Wacky plot keeps the pages turning and enduring schmaltzy romantic sequences.

Sisters work together to solve a child-abandonment case.

Ellie and Julia Cates have never been close. Julia is shy and brainy; Ellie gets by on charm and looks. Their differences must be tossed aside when a traumatized young girl wanders in from the forest into their hometown in Washington. The sisters’ professional skills are put to the test. Julia is a world-renowned child psychologist who has lost her edge. She is reeling from a case that went publicly sour. Though she was cleared of all wrongdoing, Julia’s name was tarnished, forcing her to shutter her Beverly Hills practice.
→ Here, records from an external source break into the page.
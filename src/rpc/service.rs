//! gRPC façade over the account engine
//!
//! Each handler translates one request into one engine call and one engine
//! outcome into one response or status. No business rule lives here.
//!
//! Concurrency is bounded by a semaphore with one permit per worker: at most
//! `workers` operations run against the store at the same time, whatever
//! the number of client connections.

use super::pb::bank_service_server::{BankService, BankServiceServer};
use super::pb::{
    AccountRequest, AccountResponse, BalanceResponse, DepositRequest, InterestRequest,
    TransactionResponse, WithdrawRequest,
};
use super::status::{parse_decimal, to_status};
use crate::core::AccountEngine;
use crate::store::AccountStore;
use std::sync::Arc;
use tokio::sync::{Semaphore, SemaphorePermit};
use tonic::{Request, Response, Status};
use tracing::debug;

/// Default number of concurrently executing operations
pub const DEFAULT_WORKERS: usize = 10;

/// gRPC handler for `bank.BankService`
pub struct BankGrpcService<S> {
    engine: AccountEngine<S>,
    permits: Arc<Semaphore>,
}

impl<S: AccountStore> BankGrpcService<S> {
    /// Create a handler running at most `workers` operations concurrently
    pub fn new(engine: AccountEngine<S>, workers: usize) -> Self {
        Self {
            engine,
            permits: Arc::new(Semaphore::new(workers.max(1))),
        }
    }

    /// Wrap the handler in the generated tonic server
    pub fn into_server(self) -> BankServiceServer<Self> {
        BankServiceServer::new(self)
    }

    async fn worker(&self) -> Result<SemaphorePermit<'_>, Status> {
        self.permits
            .acquire()
            .await
            .map_err(|_| Status::unavailable("Service is shutting down."))
    }
}

#[tonic::async_trait]
impl<S: AccountStore> BankService for BankGrpcService<S> {
    async fn create_account(
        &self,
        request: Request<AccountRequest>,
    ) -> Result<Response<AccountResponse>, Status> {
        let req = request.into_inner();
        let _permit = self.worker().await?;
        debug!(account_id = %req.account_id, "CreateAccount");

        self.engine
            .create_account(&req.account_id, &req.account_type)
            .await
            .map_err(to_status)?;

        Ok(Response::new(AccountResponse {
            account_id: req.account_id,
            message: "Account created.".to_string(),
        }))
    }

    async fn get_balance(
        &self,
        request: Request<AccountRequest>,
    ) -> Result<Response<BalanceResponse>, Status> {
        let req = request.into_inner();
        let _permit = self.worker().await?;

        let balance = self
            .engine
            .get_balance(&req.account_id)
            .await
            .map_err(to_status)?;

        Ok(Response::new(BalanceResponse {
            account_id: req.account_id,
            balance: balance.to_string(),
            message: "Balance retrieved.".to_string(),
        }))
    }

    async fn deposit(
        &self,
        request: Request<DepositRequest>,
    ) -> Result<Response<TransactionResponse>, Status> {
        let req = request.into_inner();
        let amount = parse_decimal("Transaction amount", &req.amount)?;
        let _permit = self.worker().await?;
        debug!(account_id = %req.account_id, %amount, "Deposit");

        let balance = self
            .engine
            .deposit(&req.account_id, amount)
            .await
            .map_err(to_status)?;

        Ok(Response::new(TransactionResponse {
            account_id: req.account_id,
            balance: balance.to_string(),
            message: "Deposit successful.".to_string(),
        }))
    }

    async fn withdraw(
        &self,
        request: Request<WithdrawRequest>,
    ) -> Result<Response<TransactionResponse>, Status> {
        let req = request.into_inner();
        let amount = parse_decimal("Transaction amount", &req.amount)?;
        let _permit = self.worker().await?;
        debug!(account_id = %req.account_id, %amount, "Withdraw");

        let balance = self
            .engine
            .withdraw(&req.account_id, amount)
            .await
            .map_err(to_status)?;

        Ok(Response::new(TransactionResponse {
            account_id: req.account_id,
            balance: balance.to_string(),
            message: "Withdraw successful.".to_string(),
        }))
    }

    async fn calculate_interest(
        &self,
        request: Request<InterestRequest>,
    ) -> Result<Response<TransactionResponse>, Status> {
        let req = request.into_inner();
        let rate = parse_decimal("Annual interest rate", &req.annual_interest_rate)?;
        let _permit = self.worker().await?;
        debug!(account_id = %req.account_id, %rate, "CalculateInterest");

        let balance = self
            .engine
            .calculate_interest(&req.account_id, rate)
            .await
            .map_err(to_status)?;

        Ok(Response::new(TransactionResponse {
            account_id: req.account_id,
            balance: balance.to_string(),
            message: "Interest calculated and deposited.".to_string(),
        }))
    }
}
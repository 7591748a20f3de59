use crate::core::MAX_RETRIES;
use crate::rpc::{ServerConfig, DEFAULT_LISTEN_ADDR, DEFAULT_WORKERS};
use crate::store::redis::RedisConfig;
use clap::{Parser, Subcommand, ValueEnum};
use rust_decimal::Decimal;
use std::net::SocketAddr;

/// Serve bank account operations over gRPC
#[derive(Parser, Debug)]
#[command(name = "bank-server")]
#[command(about = "Serve bank account operations over gRPC", long_about = None)]
pub struct ServerArgs {
    /// Address to listen on
    #[arg(long = "listen", env = "BANK_LISTEN_ADDR", default_value = DEFAULT_LISTEN_ADDR)]
    pub listen_addr: SocketAddr,

    /// Backing store for account documents
    #[arg(
        long = "store",
        env = "BANK_STORE",
        value_name = "STORE",
        default_value = "redis",
        help = "Account store: 'redis' for a shared Redis server or 'memory' for a process-local store"
    )]
    pub store: StoreType,

    /// Redis host
    #[arg(long = "redis-host", env = "REDIS_HOST", default_value = "localhost")]
    pub redis_host: String,

    /// Redis port
    #[arg(long = "redis-port", env = "REDIS_PORT", default_value_t = 6379)]
    pub redis_port: u16,

    /// Redis logical database
    #[arg(long = "redis-db", env = "REDIS_DB", default_value_t = 0)]
    pub redis_db: i64,

    /// Maximum number of operations executing concurrently
    #[arg(
        long = "workers",
        env = "BANK_WORKERS",
        value_name = "COUNT",
        default_value_t = DEFAULT_WORKERS
    )]
    pub workers: usize,

    /// Optimistic-locking attempts per operation before giving up
    #[arg(
        long = "max-retries",
        env = "BANK_MAX_RETRIES",
        value_name = "COUNT",
        default_value_t = MAX_RETRIES
    )]
    pub max_retries: u32,
}

/// Available account stores
#[derive(Clone, Debug, PartialEq, ValueEnum)]
pub enum StoreType {
    Redis,
    Memory,
}

impl ServerArgs {
    /// Create a ServerConfig from CLI arguments
    ///
    /// Zero worker or retry counts fall back to the defaults with a warning.
    pub fn to_server_config(&self) -> ServerConfig {
        ServerConfig::new(self.listen_addr, self.workers, self.max_retries)
    }

    /// Create the Redis connection settings from CLI arguments
    ///
    /// One idle connection is kept per worker.
    pub fn to_redis_config(&self) -> RedisConfig {
        RedisConfig {
            host: self.redis_host.clone(),
            port: self.redis_port,
            db: self.redis_db,
            max_idle: self.workers.max(1),
        }
    }
}

/// Issue bank account operations against a running server
#[derive(Parser, Debug)]
#[command(name = "bank-client")]
#[command(about = "Issue bank account operations against a running server", long_about = None)]
pub struct ClientArgs {
    /// Server endpoint
    #[arg(
        long = "server",
        env = "BANK_SERVER",
        default_value = "http://localhost:50051"
    )]
    pub server: String,

    #[command(subcommand)]
    pub command: ClientCommand,
}

/// Client operations
#[derive(Subcommand, Debug, PartialEq)]
pub enum ClientCommand {
    /// Create an account with a zero balance
    Create { account_id: String, account_type: String },
    /// Show the balance of an account
    Balance { account_id: String },
    /// Deposit an amount
    Deposit {
        account_id: String,
        #[arg(allow_negative_numbers = true)]
        amount: Decimal,
    },
    /// Withdraw an amount
    Withdraw {
        account_id: String,
        #[arg(allow_negative_numbers = true)]
        amount: Decimal,
    },
    /// Apply one period of interest at an annual percentage rate
    Interest {
        account_id: String,
        #[arg(allow_negative_numbers = true)]
        rate: Decimal,
    },
    /// Run a short create/deposit/withdraw/interest walkthrough
    Demo {
        #[arg(default_value = "admin123")]
        account_id: String,
    },
    /// Fire concurrent deposits of 1 at one account and report the final balance
    Stress {
        account_id: String,
        #[arg(long = "count", default_value_t = 100)]
        count: usize,
    },
}
//! Server assembly
//!
//! Builds the engine and the gRPC handler for a store and serves them until
//! the shutdown signal resolves.

use super::service::{BankGrpcService, DEFAULT_WORKERS};
use crate::core::{AccountEngine, EngineConfig, RetryPolicy};
use crate::store::AccountStore;
use std::future::Future;
use std::net::SocketAddr;
use tonic::transport::Server;
use tracing::{info, warn};

/// Default listen address of the service
pub const DEFAULT_LISTEN_ADDR: &str = "[::]:50051";

/// Configuration for the gRPC server
#[derive(Clone, Debug, PartialEq)]
pub struct ServerConfig {
    /// Address the server binds to
    pub listen_addr: SocketAddr,
    /// Maximum number of operations executing concurrently
    pub workers: usize,
    /// Engine settings shared by every handler
    pub engine: EngineConfig,
}

impl ServerConfig {
    /// Create a ServerConfig, replacing zero values with defaults
    pub fn new(listen_addr: SocketAddr, workers: usize, max_retries: u32) -> Self {
        let workers = if workers == 0 {
            warn!(
                workers,
                default = DEFAULT_WORKERS,
                "Invalid worker count, using default"
            );
            DEFAULT_WORKERS
        } else {
            workers
        };

        Self {
            listen_addr,
            workers,
            engine: EngineConfig {
                retry: RetryPolicy::new(max_retries),
            },
        }
    }
}

/// Serve `store` over gRPC until `shutdown` resolves
///
/// # Errors
///
/// Returns the transport error if the address cannot be bound or the server
/// fails while running.
pub async fn serve<S, F>(
    config: &ServerConfig,
    store: S,
    shutdown: F,
) -> Result<(), tonic::transport::Error>
where
    S: AccountStore,
    F: Future<Output = ()>,
{
    let engine = AccountEngine::new(store, config.engine);
    let service = BankGrpcService::new(engine, config.workers);

    info!(
        addr = %config.listen_addr,
        workers = config.workers,
        max_attempts = config.engine.retry.max_attempts,
        "Bank service listening"
    );

    Server::builder()
        .add_service(service.into_server())
        .serve_with_shutdown(config.listen_addr, shutdown)
        .await
}

#[cfg(test)]
mod tests {
    use super::*;
    use rstest::rstest;

    fn addr() -> SocketAddr {
        DEFAULT_LISTEN_ADDR.parse().unwrap()
    }

    #[rstest]
    #[case::defaults(10, 3, 10, 3)]
    #[case::custom(4, 8, 4, 8)]
    #[case::zero_workers(0, 3, DEFAULT_WORKERS, 3)]
    #[case::zero_retries(10, 0, 10, crate::core::MAX_RETRIES)]
    fn test_server_config(
        #[case] workers: usize,
        #[case] max_retries: u32,
        #[case] expected_workers: usize,
        #[case] expected_attempts: u32,
    ) {
        let config = ServerConfig::new(addr(), workers, max_retries);

        assert_eq!(config.listen_addr, addr());
        assert_eq!(config.workers, expected_workers);
        assert_eq!(config.engine.retry.max_attempts, expected_attempts);
    }
}
//! Bank RPC server
//!
//! Serves the `bank.BankService` gRPC API over a shared account store.
//!
//! # Usage
//!
//! ```bash
//! cargo run --bin bank-server
//! cargo run --bin bank-server -- --store memory --listen 127.0.0.1:50051
//! REDIS_HOST=redis cargo run --bin bank-server -- --workers 10 --max-retries 3
//! ```
//!
//! # Stores
//!
//! - **redis**: Accounts live in a Redis server shared by every instance (default)
//! - **memory**: Accounts live in this process only, useful for local trials
//!
//! # Exit Codes
//!
//! - 0: Clean shutdown (Ctrl-C)
//! - 1: Error (store unreachable, address in use, etc.)

use anyhow::Context;
use bank_rpc::cli::{self, StoreType};
use bank_rpc::rpc::{self, ServerConfig};
use bank_rpc::store::{MemoryStore, RedisStore};
use std::process;
use tracing::{error, info};

fn main() {
    // Parse command-line arguments using clap
    let args = cli::parse_server_args();
    cli::init_logging();

    let config = args.to_server_config();

    // One runtime thread per worker
    let runtime = match tokio::runtime::Builder::new_multi_thread()
        .worker_threads(config.workers)
        .enable_all()
        .build()
    {
        Ok(runtime) => runtime,
        Err(e) => {
            eprintln!("Error: failed to create tokio runtime: {}", e);
            process::exit(1);
        }
    };

    if let Err(e) = runtime.block_on(run(&args, &config)) {
        error!("{:#}", e);
        process::exit(1);
    }
}

async fn run(args: &cli::ServerArgs, config: &ServerConfig) -> anyhow::Result<()> {
    match args.store {
        StoreType::Memory => {
            info!("Using process-local memory store");
            rpc::serve(config, MemoryStore::new(), shutdown_signal()).await?;
        }
        StoreType::Redis => {
            let redis = args.to_redis_config();
            let store = RedisStore::connect(&redis)
                .await
                .with_context(|| format!("failed to connect to Redis at {}", redis.url()))?;
            rpc::serve(config, store, shutdown_signal()).await?;
        }
    }

    info!("Bank service stopped");
    Ok(())
}

async fn shutdown_signal() {
    match tokio::signal::ctrl_c().await {
        Ok(()) => info!("Shutdown requested"),
        Err(e) => {
            // Without a signal handler the server runs until killed
            error!("Failed to listen for Ctrl-C: {}", e);
            std::future::pending::<()>().await
        }
    }
}
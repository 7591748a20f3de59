//! Bank RPC client
//!
//! Command-line front end for a running `bank-server`.
//!
//! # Usage
//!
//! ```bash
//! cargo run --bin bank-client -- create acct1 savings
//! cargo run --bin bank-client -- deposit acct1 100.00
//! cargo run --bin bank-client -- withdraw acct1 30.00
//! cargo run --bin bank-client -- interest acct1 10
//! cargo run --bin bank-client -- balance acct1
//! cargo run --bin bank-client -- stress acct1 --count 200
//! ```
//!
//! Rejected operations print `Error: <reason>` and exit with code 1.

use bank_rpc::cli::{self, ClientCommand};
use bank_rpc::rpc::{BankClient, Receipt};
use futures::future::join_all;
use rust_decimal::Decimal;
use std::process;
use tonic::{Code, Status};

#[tokio::main]
async fn main() {
    let args = cli::parse_client_args();
    cli::init_logging();

    let mut client = match BankClient::connect(&args.server).await {
        Ok(client) => client,
        Err(e) => {
            eprintln!("Error: cannot reach {}: {}", args.server, e);
            process::exit(1);
        }
    };

    if let Err(status) = execute(&mut client, args.command).await {
        println!("Error: {}", status.message());
        process::exit(1);
    }
}

async fn execute(client: &mut BankClient, command: ClientCommand) -> Result<(), Status> {
    match command {
        ClientCommand::Create {
            account_id,
            account_type,
        } => println!("{}", client.create_account(&account_id, &account_type).await?),
        ClientCommand::Balance { account_id } => {
            println!("Balance: {}", client.get_balance(&account_id).await?)
        }
        ClientCommand::Deposit { account_id, amount } => {
            print_receipt(client.deposit(&account_id, amount).await?)
        }
        ClientCommand::Withdraw { account_id, amount } => {
            print_receipt(client.withdraw(&account_id, amount).await?)
        }
        ClientCommand::Interest { account_id, rate } => {
            print_receipt(client.calculate_interest(&account_id, rate).await?)
        }
        ClientCommand::Demo { account_id } => demo(client, &account_id).await,
        ClientCommand::Stress { account_id, count } => {
            stress(client, &account_id, count).await?
        }
    }
    Ok(())
}

fn print_receipt(receipt: Receipt) {
    println!("{} | New balance: {}", receipt.message, receipt.balance);
}

fn report<T>(result: Result<T, Status>, show: impl FnOnce(T)) {
    match result {
        Ok(value) => show(value),
        Err(status) => println!("Error: {}", status.message()),
    }
}

/// Walk one account through every operation, reporting each outcome
async fn demo(client: &mut BankClient, account_id: &str) {
    report(client.create_account(account_id, "Savings").await, |message| {
        println!("{}", message)
    });
    report(client.get_balance(account_id).await, |balance| {
        println!("Balance: {}", balance)
    });
    report(
        client.deposit(account_id, Decimal::new(1000, 0)).await,
        print_receipt,
    );
    report(
        client.withdraw(account_id, Decimal::new(200, 0)).await,
        print_receipt,
    );
    report(
        client.calculate_interest(account_id, Decimal::new(5, 0)).await,
        print_receipt,
    );
    report(client.get_balance(account_id).await, |balance| {
        println!("New Balance: {}", balance)
    });
}

/// Fire `count` concurrent deposits of 1 and check none was lost
async fn stress(client: &mut BankClient, account_id: &str, count: usize) -> Result<(), Status> {
    let before = client.get_balance(account_id).await?;

    let deposits = (0..count).map(|_| {
        let mut client = client.clone();
        let account_id = account_id.to_string();
        async move { client.deposit(&account_id, Decimal::ONE).await }
    });
    let results = join_all(deposits).await;

    let succeeded = results.iter().filter(|r| r.is_ok()).count();
    let aborted = results
        .iter()
        .filter(|r| matches!(r, Err(status) if status.code() == Code::Aborted))
        .count();
    let failed = count - succeeded - aborted;

    let after = client.get_balance(account_id).await?;
    let expected = before + Decimal::from(succeeded);

    println!(
        "Deposits: {} succeeded, {} aborted, {} failed",
        succeeded, aborted, failed
    );
    println!("Balance: {} -> {} (expected {})", before, after, expected);
    if after != expected {
        println!("Lost updates detected");
    }
    Ok(())
}
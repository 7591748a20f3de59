//! Bank RPC Library
//! # Overview
//!
//! This library provides a gRPC bank account service whose balances live in a
//! shared key-value store. Concurrent clients may hit the same account; every
//! balance change goes through an optimistic-concurrency cycle
//! (watch, read, decide, conditional commit) with a bounded retry budget, so
//! no update is ever lost.
//!
//! # Architecture
//!
//! The system is organized into several key components:
//!
//! - [`types`] - Core data types (Account, errors)
//! - [`store`] - Store interface plus in-memory and Redis implementations
//! - [`core`] - Business logic components:
//!   - [`core::retry`] - The bounded OCC state machine
//!   - [`core::engine`] - The account operations
//! - [`rpc`] - gRPC façade, status mapping and server startup
//! - [`cli`] - CLI argument parsing and logging setup
//!
//! # Operations
//!
//! - **CreateAccount**: Create an account with a zero balance (fails if it exists)
//! - **GetBalance**: Read the current balance
//! - **Deposit**: Credit a positive amount
//! - **Withdraw**: Debit a positive amount (requires sufficient balance)
//! - **CalculateInterest**: Credit `balance * rate / 100` for a positive rate
//!
//! # Outcomes
//!
//! Failures are classified, never generic:
//! - `InvalidArgument`, `AlreadyExists`, `NotFound`, `FailedPrecondition`: permanent, fix the request
//! - `Aborted`: the retry budget ran out under contention, repeat the call

// Module declarations
pub mod cli;
pub mod core;
pub mod rpc;
pub mod store;
pub mod types;

pub use self::core::{AccountEngine, EngineConfig, RetryPolicy};
pub use store::{AccountStore, MemoryStore, RedisStore, StoreSession};
pub use types::{Account, AccountId, BankError, StoreError};
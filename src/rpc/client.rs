//! Thin typed client for `bank.BankService`
//!
//! Decimal arguments go out as decimal strings and balances come back parsed,
//! so callers never handle the wire representation.

use super::pb::bank_service_client::BankServiceClient;
use super::pb::{AccountRequest, DepositRequest, InterestRequest, WithdrawRequest};
use rust_decimal::Decimal;
use std::str::FromStr;
use tonic::transport::{Channel, Endpoint};
use tonic::Status;

/// Result of a balance-changing call
#[derive(Debug, Clone, PartialEq)]
pub struct Receipt {
    pub balance: Decimal,
    pub message: String,
}

/// Cloneable client; clones share one HTTP/2 channel
#[derive(Debug, Clone)]
pub struct BankClient {
    inner: BankServiceClient<Channel>,
}

impl BankClient {
    /// Connect to `endpoint`, e.g. `http://localhost:50051`
    pub async fn connect(endpoint: &str) -> Result<Self, tonic::transport::Error> {
        let channel = Endpoint::from_shared(endpoint.to_string())?
            .connect()
            .await?;
        Ok(Self::new(channel))
    }

    /// Wrap an existing channel
    pub fn new(channel: Channel) -> Self {
        Self {
            inner: BankServiceClient::new(channel),
        }
    }

    /// Create an account; returns the server's message
    pub async fn create_account(
        &mut self,
        account_id: &str,
        account_type: &str,
    ) -> Result<String, Status> {
        let response = self
            .inner
            .create_account(AccountRequest {
                account_id: account_id.to_string(),
                account_type: account_type.to_string(),
            })
            .await?;
        Ok(response.into_inner().message)
    }

    pub async fn get_balance(&mut self, account_id: &str) -> Result<Decimal, Status> {
        let response = self
            .inner
            .get_balance(AccountRequest {
                account_id: account_id.to_string(),
                account_type: String::new(),
            })
            .await?
            .into_inner();
        parse_balance(&response.balance)
    }

    pub async fn deposit(&mut self, account_id: &str, amount: Decimal) -> Result<Receipt, Status> {
        let response = self
            .inner
            .deposit(DepositRequest {
                account_id: account_id.to_string(),
                amount: amount.to_string(),
            })
            .await?
            .into_inner();
        receipt(&response.balance, response.message)
    }

    pub async fn withdraw(&mut self, account_id: &str, amount: Decimal) -> Result<Receipt, Status> {
        let response = self
            .inner
            .withdraw(WithdrawRequest {
                account_id: account_id.to_string(),
                amount: amount.to_string(),
            })
            .await?
            .into_inner();
        receipt(&response.balance, response.message)
    }

    pub async fn calculate_interest(
        &mut self,
        account_id: &str,
        annual_interest_rate: Decimal,
    ) -> Result<Receipt, Status> {
        let response = self
            .inner
            .calculate_interest(InterestRequest {
                account_id: account_id.to_string(),
                annual_interest_rate: annual_interest_rate.to_string(),
            })
            .await?
            .into_inner();
        receipt(&response.balance, response.message)
    }
}

fn parse_balance(balance: &str) -> Result<Decimal, Status> {
    Decimal::from_str(balance)
        .map_err(|e| Status::internal(format!("Server sent invalid balance '{}': {}", balance, e)))
}

fn receipt(balance: &str, message: String) -> Result<Receipt, Status> {
    Ok(Receipt {
        balance: parse_balance(balance)?,
        message,
    })
}

#[cfg(test)]
mod tests {
    use super::*;
    use tonic::Code;

    #[test]
    fn test_receipt_parses_balance() {
        let receipt = receipt("77.000", "Interest calculated and deposited.".to_string()).unwrap();
        assert_eq!(receipt.balance, Decimal::new(77, 0));
    }

    #[test]
    fn test_invalid_balance_is_internal_error() {
        let status = parse_balance("NaN").unwrap_err();
        assert_eq!(status.code(), Code::Internal);
    }
}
Ellie Barton is the local police chief in Rain Valley, who’s never faced a tougher case. This is her chance to prove she is more than just a fading homecoming queen, but a scarcity of clues and a reluctant victim make locating the girl’s parents nearly impossible. Ellie places an SOS call to her sister; she needs an expert to rehabilitate this wild-child who has been living outside of civilization for years. Confronted with her professional demons, Julia once again has the opportunity to display her talents and salvage her reputation. Hannah (The Things We Do for Love, 2004, etc.) is at her best when writing from the girl’s perspective. The feral wolf-child keeps the reader interested long after the other, transparent characters have grown tiresome. Hannah’s torturously over-written romance passages are stale, but there are surprises in store as the sisters set about unearthing Alice’s past and creating a home for her.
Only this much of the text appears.